Under the old Arizona law only a doctor could purchase a laser, however, anyone under their supervision was able to use that laser, even if they were not properly certified.

Often doctors purchase lasers at conferences or laser sales representatives will come to the offices and provide in-house training on laser usage. Sometimes, the representatives can not and do not practice in laser techniques, Ploof-Mnatzaganian said.

The regulations for certification by the Arizona Radiation Regulatory Agency are just a way for Arizona to ensure that qualified professionals are adequately trained to use lasers, said Dan Kuhl, health physicist for the Arizona Radiation Regulatory Agency.

It is important for laser users to be certified and for all lasers to be registered, Kuhl said.

"We are a safety organization," Kuhl said. "We want to make sure that the people that are using these devices are using them in a safe manner."

While the practice of sales representatives going to doctors offices and selling the lasers will not change, the users certification requirements will and should, according to Kuhl.
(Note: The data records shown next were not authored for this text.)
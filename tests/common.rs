//! Common test utilities and constants for the Shiori crate.
//!
//! Provides randomized inputs (shuffled lists, digit strings, padded numbers)
//! and a few shared fixtures.

use rand::seq::SliceRandom;
use rand::{Rng, distributions::Alphanumeric};

/// How many shuffles ordering tests run before trusting a result.
#[allow(dead_code)]
pub const SHUFFLE_ROUNDS: usize = 16;

/// Library root used by the path-level tests.
#[allow(dead_code)]
pub const LIBRARY_ROOT: &str = "E:/Manga/";

/// Returns a shuffled copy of `items`.
#[allow(dead_code)]
pub fn shuffled<T: Clone>(items: &[T]) -> Vec<T> {
    let mut copy = items.to_vec();
    copy.shuffle(&mut rand::thread_rng());
    copy
}

/// Random alphanumeric string, handy for unique names.
#[allow(dead_code)]
pub fn random_name(len: usize) -> String {
    rand::thread_rng()
        .sample_iter(&Alphanumeric)
        .take(len)
        .map(char::from)
        .collect()
}

/// Random decimal number without leading zeros.
#[allow(dead_code)]
pub fn random_number(max: u32) -> u32 {
    rand::thread_rng().gen_range(1..=max)
}

/// Random ASCII digit string of exactly `len` digits. Leading zeros are
/// allowed and values may be far wider than any machine integer.
#[allow(dead_code)]
pub fn random_digits(len: usize) -> String {
    let mut rng = rand::thread_rng();
    (0..len)
        .map(|_| char::from(rng.gen_range(b'0'..=b'9')))
        .collect()
}

/// Formats `value` with between zero and `max_zeros` extra leading zeros.
#[allow(dead_code)]
pub fn with_random_zeros(value: &str, max_zeros: usize) -> String {
    let zeros = rand::thread_rng().gen_range(0..=max_zeros);
    format!("{}{}", "0".repeat(zeros), value)
}

/// Sorts many shuffled copies of `expected` with `sort` and checks that each
/// one comes back in the expected order.
#[allow(dead_code)]
pub fn assert_sorts_back<T, F>(expected: &[T], sort: F)
where
    T: Clone + PartialEq + std::fmt::Debug,
    F: Fn(&mut Vec<T>),
{
    for _ in 0..SHUFFLE_ROUNDS {
        let mut items = shuffled(expected);
        sort(&mut items);
        assert_eq!(items, expected);
    }
}
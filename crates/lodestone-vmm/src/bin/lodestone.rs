//! Lodestone CLI — boot a flat guest image under KVM

use std::path::{Path, PathBuf};
use std::sync::Arc;

use clap::{Parser, Subcommand};
use lodestone_vmm::config::{ConfigError, VmConfig};
use lodestone_vmm::exit::LogTracer;
use lodestone_vmm::loader::FlatImage;
use lodestone_vmm::vm::{Vm, VmError};
use log::info;
use thiserror::Error;

#[derive(Debug, Error)]
enum CliError {
    #[error(transparent)]
    Config(#[from] ConfigError),

    #[error(transparent)]
    Vm(#[from] VmError),
}

#[derive(Parser)]
#[command(name = "lodestone")]
#[command(about = "Run a guest on the Lodestone KVM monitor")]
#[command(version)]
struct Cli {
    #[command(subcommand)]
    command: Commands,
}

#[derive(clap::Args)]
struct MachineArgs {
    /// JSON machine configuration (default: built-in machine)
    #[arg(short, long)]
    config: Option<PathBuf>,

    /// Number of VCPUs
    #[arg(long)]
    vcpus: Option<u32>,

    /// Guest RAM in MiB
    #[arg(long)]
    memory_mb: Option<u64>,

    /// Trace every device access
    #[arg(long)]
    debug: bool,

    /// Never promote hot write addresses to eventfd doorbells
    #[arg(long)]
    no_eventfds: bool,

    /// Writes to one address before it becomes a doorbell
    #[arg(long)]
    threshold: Option<u64>,
}

#[derive(Subcommand)]
enum Commands {
    /// Boot a flat image and run until every VCPU stops
    Run {
        #[command(flatten)]
        machine: MachineArgs,

        /// Flat binary loaded at the first free page below 64 KiB
        #[arg(short, long)]
        image: Option<PathBuf>,

        /// Single-step and log every instruction
        #[arg(long)]
        trace: bool,

        /// Write the final register and device state here
        #[arg(long)]
        state_out: Option<PathBuf>,
    },

    /// Print the effective configuration as JSON
    ShowConfig {
        #[command(flatten)]
        machine: MachineArgs,
    },
}

fn main() {
    env_logger::Builder::from_env(env_logger::Env::default().default_filter_or("info")).init();
    let cli = Cli::parse();

    let result = match cli.command {
        Commands::Run {
            machine,
            image,
            trace,
            state_out,
        } => cmd_run(&machine, image.as_deref(), trace, state_out.as_deref()),
        Commands::ShowConfig { machine } => cmd_show_config(&machine),
    };

    if let Err(e) = result {
        eprintln!("Error: {e}");
        std::process::exit(1);
    }
}

fn build_config(args: &MachineArgs) -> Result<VmConfig, CliError> {
    let mut config = match &args.config {
        Some(path) => VmConfig::from_file(path)?,
        None => VmConfig::default(),
    };
    if let Some(vcpus) = args.vcpus {
        config.vcpus = vcpus;
    }
    if let Some(mb) = args.memory_mb {
        config.set_memory_size(mb << 20);
    }
    config.debug |= args.debug;
    if args.no_eventfds {
        config.eventfds.enabled = false;
    }
    if let Some(threshold) = args.threshold {
        config.eventfds.threshold = threshold;
    }
    config.validate()?;
    Ok(config)
}

fn cmd_run(
    args: &MachineArgs,
    image: Option<&Path>,
    trace: bool,
    state_out: Option<&Path>,
) -> Result<(), CliError> {
    let config = build_config(args)?;
    let mut vm = Vm::new(config)?;

    if let Some(path) = image {
        let image = FlatImage::from_file(path).map_err(VmError::from)?;
        let entry = vm.load_image(&image)?;
        info!("loaded {} at {entry:#x}", path.display());
    }
    if trace {
        vm.set_tracer(Arc::new(LogTracer));
        for control in vm.vcpus() {
            control.set_single_step(true);
        }
    }

    vm.run()?;

    if let Some(path) = state_out {
        let state = vm.snapshot()?;
        state.save(path).map_err(VmError::from)?;
        info!("state written to {}", path.display());
    }
    Ok(())
}

fn cmd_show_config(args: &MachineArgs) -> Result<(), CliError> {
    let config = build_config(args)?;
    println!("{}", config.to_json()?);
    Ok(())
}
"Manufacturers have ignored laws and were selling these devices (lasers) to anyone who had money," he said.

One way to regulate the use of lasers in the state is to make sure all lasers are registered and that the operators of the lasers have been adequately trained. A local dermatology office manager is very excited to get her staff to the laser training provided by Ploof-Mnatzaganian and Nelson.
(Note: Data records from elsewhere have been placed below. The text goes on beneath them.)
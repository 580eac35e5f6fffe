//! Kernel doorbell fast path for hot write addresses.
//!
//! When a guest keeps writing the same value to the same address (a virtio
//! queue notify, for instance) each write costs a full exit, a cache lookup
//! and a queue round trip.  Once an address has been hit often enough and
//! its device answers a write with [`WriteOutcome::KeepDoorbell`], the
//! [`EventfdBridge`] asks the platform to bind a [`Doorbell`] to
//! `(address, size, value)`.  The guest's writes then complete in the
//! kernel, and a waiter thread replays them into the handler.
//!
//! The doorbell lives until the device answers a replayed write with
//! [`WriteOutcome::Done`] (or fails), or until the owning dispatch cache is
//! retired by a topology flush.

use std::collections::HashMap;
use std::sync::atomic::{AtomicBool, Ordering};
use std::sync::{Arc, Mutex, MutexGuard, PoisonError};
use std::thread;

use log::{debug, info, warn};
use serde::{Deserialize, Serialize};

use crate::io::{IoError, IoEvent, IoHandler, IoSpace, WriteOutcome};
use crate::platform::{Doorbell, VmPlatform, DOORBELL_WAKE};

/// Hits before an address is considered hot.
pub const DEFAULT_THRESHOLD: u64 = 100;

/// When to promote addresses to doorbells.
#[derive(Debug, Clone, Copy, PartialEq, Eq, Serialize, Deserialize)]
#[serde(default)]
pub struct EventfdPolicy {
    pub enabled: bool,
    /// Per-address hit count at which a write becomes eligible for
    /// promotion.  Inclusive: the write that brings the count to
    /// `threshold` is promoted.
    pub threshold: u64,
}

impl Default for EventfdPolicy {
    fn default() -> Self {
        Self {
            enabled: true,
            threshold: DEFAULT_THRESHOLD,
        }
    }
}

/// Identity of a bound doorbell.
#[derive(Debug, Clone, Copy, PartialEq, Eq, Hash)]
pub struct DoorbellKey {
    pub addr: u64,
    pub size: u8,
    pub value: u64,
}

struct ActiveDoorbell {
    doorbell: Arc<dyn Doorbell>,
    closed: AtomicBool,
}

impl ActiveDoorbell {
    /// Unbinds at most once.
    fn close(&self, key: &DoorbellKey) {
        if self.closed.swap(true, Ordering::SeqCst) {
            return;
        }
        if let Err(e) = self.doorbell.close() {
            warn!("doorbell at {:#x}: unbind failed: {e}", key.addr);
        }
    }
}

/// Doorbells promoted through one dispatch cache.
pub struct EventfdBridge {
    platform: Arc<dyn VmPlatform>,
    space: IoSpace,
    policy: EventfdPolicy,
    active: Mutex<HashMap<DoorbellKey, Arc<ActiveDoorbell>>>,
    retired: AtomicBool,
}

impl EventfdBridge {
    pub fn new(platform: Arc<dyn VmPlatform>, space: IoSpace, policy: EventfdPolicy) -> Self {
        Self {
            platform,
            space,
            policy,
            active: Mutex::new(HashMap::new()),
            retired: AtomicBool::new(false),
        }
    }

    fn lock(&self) -> MutexGuard<'_, HashMap<DoorbellKey, Arc<ActiveDoorbell>>> {
        self.active.lock().unwrap_or_else(PoisonError::into_inner)
    }

    /// `true` if an address with `hits` lookups qualifies for promotion.
    /// A retired bridge never does.
    pub fn is_hot(&self, hits: u64) -> bool {
        self.policy.enabled
            && hits >= self.policy.threshold
            && !self.retired.load(Ordering::SeqCst)
    }

    pub fn is_active(&self, key: &DoorbellKey) -> bool {
        self.lock().contains_key(key)
    }

    pub fn active_count(&self) -> usize {
        self.lock().len()
    }

    /// Binds a doorbell for the write just completed by `event` and starts
    /// its waiter.  Returns `false` if nothing was bound.
    pub fn promote(
        self: &Arc<Self>,
        addr: u64,
        handler: &IoHandler,
        offset: u64,
        event: &IoEvent,
    ) -> Result<bool, IoError> {
        if self.retired.load(Ordering::SeqCst) || !event.is_write {
            return Ok(false);
        }
        let key = DoorbellKey {
            addr,
            size: event.size,
            value: event.data,
        };

        let mut active = self.lock();
        // Re-checked under the lock `retire` drains with.
        if self.retired.load(Ordering::SeqCst) || active.contains_key(&key) {
            return Ok(false);
        }
        let Some(doorbell) = self
            .platform
            .bind_doorbell(self.space, addr, key.size, key.value)?
        else {
            return Ok(false);
        };
        let entry = Arc::new(ActiveDoorbell {
            doorbell: Arc::from(doorbell),
            closed: AtomicBool::new(false),
        });

        let bridge = Arc::clone(self);
        let waiter_entry = Arc::clone(&entry);
        let waiter_handler = handler.clone();
        let name = format!("doorbell@{addr:#x}");
        let spawned = thread::Builder::new()
            .name(name.clone())
            .spawn(move || bridge.wait_loop(key, waiter_handler, offset, waiter_entry));
        if let Err(source) = spawned {
            entry.close(&key);
            return Err(IoError::Spawn { name, source });
        }

        active.insert(key, entry);
        info!(
            "{}: doorbell bound at {addr:#x} (size {}, value {:#x})",
            handler.device().name,
            key.size,
            key.value
        );
        Ok(true)
    }

    /// Unbinds every doorbell and stops promoting.
    ///
    /// Guest writes that reached a doorbell before it was unbound are still
    /// replayed by its waiter before the waiter exits.
    pub fn retire(&self) {
        self.retired.store(true, Ordering::SeqCst);
        let drained: Vec<(DoorbellKey, Arc<ActiveDoorbell>)> = self.lock().drain().collect();
        for (key, entry) in drained {
            entry.close(&key);
            if let Err(e) = entry.doorbell.wake() {
                warn!("doorbell at {:#x}: wake failed: {e}", key.addr);
            }
        }
    }

    fn wait_loop(
        self: Arc<Self>,
        key: DoorbellKey,
        handler: IoHandler,
        offset: u64,
        entry: Arc<ActiveDoorbell>,
    ) {
        loop {
            let counter = match entry.doorbell.wait() {
                Ok(counter) => counter,
                Err(e) => {
                    warn!("doorbell at {:#x}: wait failed: {e}", key.addr);
                    break;
                }
            };
            let rings = counter % DOORBELL_WAKE;
            let woken = counter >= DOORBELL_WAKE;

            if !self.replay(&key, &handler, offset, rings) {
                break;
            }
            if woken {
                debug!("doorbell at {:#x}: retired", key.addr);
                break;
            }
        }

        {
            let mut active = self.lock();
            if active
                .get(&key)
                .is_some_and(|current| Arc::ptr_eq(current, &entry))
            {
                active.remove(&key);
            }
        }
        entry.close(&key);
        info!("{}: doorbell at {:#x} torn down", handler.device().name, key.addr);
    }

    /// Delivers `rings` synthesized writes.  Returns `false` once the device
    /// stops asking for the doorbell.
    fn replay(&self, key: &DoorbellKey, handler: &IoHandler, offset: u64, rings: u64) -> bool {
        for _ in 0..rings {
            let mut event = IoEvent::write(key.size, key.value);
            match handler.submit(&mut event, offset) {
                Ok(WriteOutcome::KeepDoorbell) => {}
                Ok(WriteOutcome::Done) => return false,
                Err(e) => {
                    warn!("doorbell at {:#x}: replayed write failed: {e}", key.addr);
                    return false;
                }
            }
        }
        true
    }
}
Susan Britt-Roby, practice manager at Specialists in Dermatology, 2732 N. Alvernon Way, said she had no idea about the new certification requirements but quickly signed two staff members up for the training.

Specialists in Dermatology uses lasers on patients for hair removal, photo facials and spider vein elimination, a popular practice that Britt-Roby would not eliminate anytime soon.

"We are trying to be a practice that is full service," she said.

Licensed Nurse Susan McPherson-Paoli at Specialists in Dermatology will be attending the training March 30 and is looking forward to being certified and learning about lasers.

"I am very excited about it," she said, admitting that the training will be positive for the practice and for her professional career as a whole.

Ploof-Mnatzaganian said she is also excited about conducting the five-day training course but is a bit weary about the amount of time and money the course will cost her office and the offices of other attendees.

"It's a tremendous expense for the practice," she said, quickly adding that it is a long process but greatly overdue.

"Arizona is coming into compliance with the rest of the country," she said. "This is a positive."